Subcontractor default is neither understated nor under-reported. Everyone in the industry is familiar with it and the consequences of the likely, yet always surprising, situation when a subcontractor defaults on a project.
Starting in 2008, the construction economy started to tank and the industry experienced a wide number of subcontractor defaults. Now that the economy is recovering, it’s natural to think that defaults will be less common. The unfortunate fact is that subcontractor default is three times more likely in this recovering period than it ever was in the economic downturn.
Therefore, it is more important than ever to review why subcontractors fail, and what everyone else should be doing about such failures.
Why Do Subcontractors Fail?
There are options for companies to mitigate the risks of subcontractor failures. Understanding why subcontractors fail can help fix the problem at the source, as opposed to focusing on too many failure symptoms.
- Cash flow. The most basic explanation for subcontractor failure is that the business runs out of cash. There are many reasons for this; most notably, subcontractors often are expected to float the project costs. They pay for all materials on terms, pay all laborers weekly, give up to 10 percent of their revenue to retainage withholdings, and then wait for 30, 45, 60 days, or longer, after fronting the cash to get paid by the general contractor or owner. These are unrealistic expectations for any company that is not flush with capital.
- Lack of access to capital. Because subcontracting is such a risky and cash-hungry business, it’s really difficult for businesses to get capital access from traditional banking sources. This is especially true in the recovering economy, where lenders are more reluctant to fund construction investments than ever. The result is that subcontractors lack any access to affordable capital. When they are pushed to get funding, they pay higher rates, putting them into a vicious cycle of interest payments and cash needs.
- Tough work. Selling washing machines is simple. A buyer gives the seller money, and the seller gives the buyer a washing machine. The machine may have a flaw, but identifying the flaw and fixing it is pretty simple. However, in the subcontracting business, work is layered upon the work of many other parties; the work itself must meet a subjective-type approval; and there are many things that can go wrong on the jobsite that puts the subcontractor in a practical or legal crosshairs. This all feeds into the aforementioned problems, as this is yet another cause for heightened cash needs.
Three Ways to Handle Subcontractor Failure
The failure of a subcontractor can be sudden and can cause vast problems. Therefore, the question is whether anything can be done about it. Following are the top three ways to protect against subcontractor failure.
- Lien rights. Though this doesn’t apply to firms at the top of the chain (general contractors, owners and lenders), it is still the number one protection measure because of how enormously effective it is for all of the other affected parties. In fact, it is even effective for the defaulting subcontractor, as it can put it in the best position to claw its way out of a bankruptcy proceedings. Lien rights protect a company’s right to get paid for work, and more importantly, prevent companies from being placed into the back of a payment line. A subcontractor in the front of the payment line avoids cash problems, and is insulated from others defaulting on the project.

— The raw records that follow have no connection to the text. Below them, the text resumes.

//! Error types for yearwheel
//!
//! Exit codes:
//! - 0: Success
//! - 2: User error (invalid rule, unknown task, bad arguments or config)
//! - 4: Operation failed (I/O, corrupt task file)

use std::fmt;
use std::path::PathBuf;

use thiserror::Error;

use crate::fields::Recurrence;

/// Exit codes for the yw CLI
pub mod exit_codes {
    pub const SUCCESS: i32 = 0;
    pub const USER_ERROR: i32 = 2;
    pub const OPERATION_FAILED: i32 = 4;
}

/// Rule fields that carry a numeric range.
#[derive(Debug, Clone, Copy, PartialEq, Eq)]
pub enum Field {
    Month,
    Day,
    Weekday,
}

impl Field {
    /// Inclusive bounds accepted for this field.
    pub fn bounds(self) -> (u32, u32) {
        match self {
            Field::Month => (1, 12),
            Field::Day => (1, 31),
            Field::Weekday => (0, 6),
        }
    }
}

impl fmt::Display for Field {
    fn fmt(&self, f: &mut fmt::Formatter<'_>) -> fmt::Result {
        let name = match self {
            Field::Month => "month",
            Field::Day => "day",
            Field::Weekday => "weekday",
        };
        f.write_str(name)
    }
}

/// Reasons a rule draft cannot become a schedule rule.
#[derive(Error, Debug, Clone, PartialEq, Eq)]
pub enum ValidationError {
    #[error("Task name cannot be empty")]
    EmptyName,

    #[error("Provide a season, an exact day, or a weekday together with a week rank")]
    IncompleteSchedule,

    #[error("Use either an exact day or a weekday with a week rank, not both")]
    MixedScheduleKinds,

    #[error("{field} {value} is out of range ({min}-{max})", min = .field.bounds().0, max = .field.bounds().1)]
    OutOfRange { field: Field, value: u32 },

    #[error("A {recurrence} schedule needs an anchor month")]
    MissingAnchorMonth { recurrence: Recurrence },
}

impl ValidationError {
    /// The rule field this failure is attributed to, if any.
    pub fn field(&self) -> Option<Field> {
        match self {
            ValidationError::OutOfRange { field, .. } => Some(*field),
            ValidationError::MissingAnchorMonth { .. } => Some(Field::Month),
            ValidationError::EmptyName
            | ValidationError::IncompleteSchedule
            | ValidationError::MixedScheduleKinds => None,
        }
    }
}

/// Main error type for yearwheel operations
#[derive(Error, Debug)]
pub enum Error {
    // User errors (exit code 2)
    #[error("Invalid schedule: {0}")]
    Validation(#[from] ValidationError),

    #[error("Task not found: {0}")]
    TaskNotFound(String),

    #[error("Multiple tasks named '{name}' (ids {ids}); use the id instead")]
    AmbiguousTask { name: String, ids: String },

    #[error("Invalid argument: {0}")]
    InvalidArgument(String),

    #[error("Invalid configuration in {path}: {source}")]
    InvalidConfig {
        path: PathBuf,
        #[source]
        source: toml::de::Error,
    },

    // Operation failures (exit code 4)
    #[error("IO error: {0}")]
    Io(#[from] std::io::Error),

    #[error("Task file error: {0}")]
    Json(#[from] serde_json::Error),
}

impl Error {
    /// Get the exit code for this error
    pub fn exit_code(&self) -> i32 {
        match self {
            Error::Validation(_)
            | Error::TaskNotFound(_)
            | Error::AmbiguousTask { .. }
            | Error::InvalidArgument(_)
            | Error::InvalidConfig { .. } => exit_codes::USER_ERROR,

            Error::Io(_) | Error::Json(_) => exit_codes::OPERATION_FAILED,
        }
    }
}

/// Result type alias for yearwheel operations
pub type Result<T> = std::result::Result<T, Error>;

- Surety bonds. Subcontractors can obtain performance bonds and payment bonds, and it’s common for general contractors, owners and lenders to require some subcontractors to acquire these bonds. When a subcontractor has these bonds, a default is less burdensome because the surety bond will compensate the affected parties for the losses.
- Prequalification. Top-of-the-chain parties often use prequalification to assess the likelihood of failure by a lower-tiered party (e.g., a subcontractor). Lower-tiered parties also can use prequalification to assess the problems that might arise by higher-tiered parties.
Everyone is affected by default and should do preliminary analysis to avoid it. Examining the ability of a subcontractor to deal with expected cash flow challenges is a necessary evil in today’s construction economy. Also, it serves everyone well to make sure the subcontractor is taking measures to protect lien rights. If not, the subcontractor is going to be in the back of the payment line, and the result is a heightened default risk.